We soon set up the apparatus for Marsh’s test. The Professor warned us that arsine gas, the initial product of the sulfuric acid–zinc process, was quite deadly, and thus we had to take care to ignite the gas as it escaped the tube. As the experiment began, we waited to see if the distinctive silvery product would form on the cold ceramic plate that Simpson held near the stream of combusted gas. Within seconds, we all knew the truth. I had known it, I suppose, all along.
Turk, as he so correctly determined, had been poisoned.
T
HE POLICE CAME TO THE
hospital the following morning in the person of a diminutive, sandy-haired sergeant named Borst from the Fifth Street station, who tended to clench and unclench his fists as he spoke and in general conduct himself with bullying pugnacity. We later learned that his moniker on the force was “Brass Buttons.” He specifically asked to see the Professor and me, and we convened in the Professor’s office.

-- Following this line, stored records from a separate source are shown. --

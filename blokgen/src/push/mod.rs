//! Remote schema push.
//!
//! Two transports deliver a stored schema to the CMS:
//!
//! - [`webhook`] - POST to a workflow-automation webhook
//! - [`direct`] - create or update through the management API
//!
//! Pushing never returns `Err` for remote or validation problems: every
//! failure is reported through [`PushOutcome`].

use std::time::Duration;

use colored::Colorize;

use crate::{
    config::{PushConfig, PushMethod},
    schema::{
        store::{SchemaStore, StoreError},
        validator::validate_schema_file,
    },
};

pub mod direct;
pub mod remote_ids;
pub mod webhook;

use remote_ids::RemoteIds;

/// Options for one push.
#[derive(Debug, Clone, Copy)]
pub struct PushOptions {
    /// Validate the stored schema first; failures stop before any network I/O.
    pub validate: bool,
    pub method: PushMethod,
}

impl Default for PushOptions {
    fn default() -> Self {
        Self {
            validate: true,
            method: PushMethod::N8n,
        }
    }
}

/// Result of pushing one schema.
#[derive(Debug, Clone, PartialEq, Eq)]
pub struct PushOutcome {
    pub success: bool,
    pub component_id: Option<String>,
    pub message: String,
}

impl PushOutcome {
    pub fn ok(message: impl Into<String>) -> Self {
        Self {
            success: true,
            component_id: None,
            message: message.into(),
        }
    }

    pub fn failed(message: impl Into<String>) -> Self {
        Self {
            success: false,
            component_id: None,
            message: message.into(),
        }
    }

    pub fn with_id(mut self, id: Option<String>) -> Self {
        self.component_id = id;
        self
    }

    /// Prints the outcome as a status line.
    pub fn print(&self) {
        if self.success {
            println!("   {} {}", "ok:".green(), self.message);
            if let Some(id) = &self.component_id {
                println!("   Component ID: {id}");
            }
        } else {
            println!("   {} {}", "failed:".red(), self.message);
        }
    }
}

/// Counts from [`PushClient::push_all`].
#[derive(Debug, Clone, Copy, Default, PartialEq, Eq)]
pub struct PushSummary {
    pub succeeded: usize,
    pub failed: usize,
}

/// Pushes schemas from a store using the configured transports.
pub struct PushClient<'a> {
    http: reqwest::Client,
    config: &'a PushConfig,
    store: &'a SchemaStore,
}

impl<'a> PushClient<'a> {
    pub fn new(config: &'a PushConfig, store: &'a SchemaStore) -> anyhow::Result<Self> {
        let http = reqwest::Client::builder()
            .timeout(Duration::from_secs(30))
            .build()
            .map_err(|e| anyhow!("Failed to create HTTP client: {e}"))?;
        Ok(Self {
            http,
            config,
            store,
        })
    }

    /// Pushes the stored schema `name`.
    pub async fn push(&self, name: &str, options: PushOptions) -> PushOutcome {
        if options.validate {
            let report = validate_schema_file(name, self.store);
            if !report.is_valid() {
                println!("   {} for {name}:", "Validation failed".red());
                for (i, error) in report.errors.iter().enumerate() {
                    println!("   {}. {error}", i + 1);
                }
                return PushOutcome::failed("Validation failed");
            }
            println!("   {}", "Validation passed".green());
        }

        let schema = match self.store.load_raw(name) {
            Ok(stored) => stored.value,
            Err(e @ StoreError::NotFound { .. }) => return PushOutcome::failed(e.to_string()),
            Err(e) => return PushOutcome::failed(format!("Error: {e}")),
        };

        match options.method {
            PushMethod::N8n => {
                let Some(url) = self.config.webhook_url.as_deref() else {
                    return PushOutcome::failed("N8N_WEBHOOK_URL not set in environment variables");
                };
                webhook::push(&self.http, url, &schema, self.config.require_ack).await
            }
            PushMethod::Direct => {
                let (Some(token), Some(space_url)) = (
                    self.config.management_token.as_deref(),
                    self.config.space_base_url(),
                ) else {
                    return PushOutcome::failed(
                        "STORYBLOK_MANAGEMENT_TOKEN or STORYBLOK_SPACE_ID not set",
                    );
                };
                let mut ids = RemoteIds::load(self.store.root());
                direct::DirectClient::new(&self.http, space_url, token)
                    .push(name, &schema, &mut ids)
                    .await
            }
        }
    }

    /// Pushes every stored schema in sequence, pausing between requests.
    pub async fn push_all(&self, options: PushOptions) -> anyhow::Result<PushSummary> {
        let names = self.store.list()?;
        let delay = Duration::from_millis(self.config.batch_delay_ms);
        let mut summary = PushSummary::default();

        for (i, (category, name)) in names.iter().enumerate() {
            if i > 0 && !delay.is_zero() {
                tokio::time::sleep(delay).await;
            }
            println!("{}", format!("Pushing {category}/{name}").bold());
            let outcome = self.push(name, options).await;
            outcome.print();
            if outcome.success {
                summary.succeeded += 1;
            } else {
                summary.failed += 1;
            }
        }

        println!("\nSummary:");
        println!("   {} {}", "Success:".green(), summary.succeeded);
        println!("   {} {}", "Failed:".red(), summary.failed);
        Ok(summary)
    }
}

Brass Buttons Borst made little effort to hide the fact that he believed himself to be investigating a conspiracy rather than an isolated death and, further, that he was likely in the company of two of the conspirators. “Once we discovered that we weren’t dealing with cholera,” he said after some preliminary questioning, “we broke the quarantine on Mr. Turk’s rooms. What do you think we found?” The smirk that accompanied the question left little doubt that it was meant to be rhetorical.
The Professor was quite capable of matching pugnacity when aroused. He turned his back on the sergeant and walked to the window. “Are you waiting for me to guess, Sergeant Borst?”
“Five thousand dollars. In cash.”
“Five thou …” I exclaimed. “In his rooms?” My cursory survey of the premises had apparently been severely lacking.
“Yep. Under the rug in the bedroom. He cut the nails out of one of the floorboards … left the nail heads in so it would
lift up without being noticed … and then stuck a package with five thousand dollars in the hollow underneath. Lucky for him the mice didn’t get it.”
“I would hardly describe Dr. Turk as lucky, Sergeant,” said the Professor, still refusing to turn around.
Nor Mrs. Fasanti, I thought, for settling for two hundred dollars when she had walked across five thousand dollars every time she had to fetch Turk’s soiled chamber pots.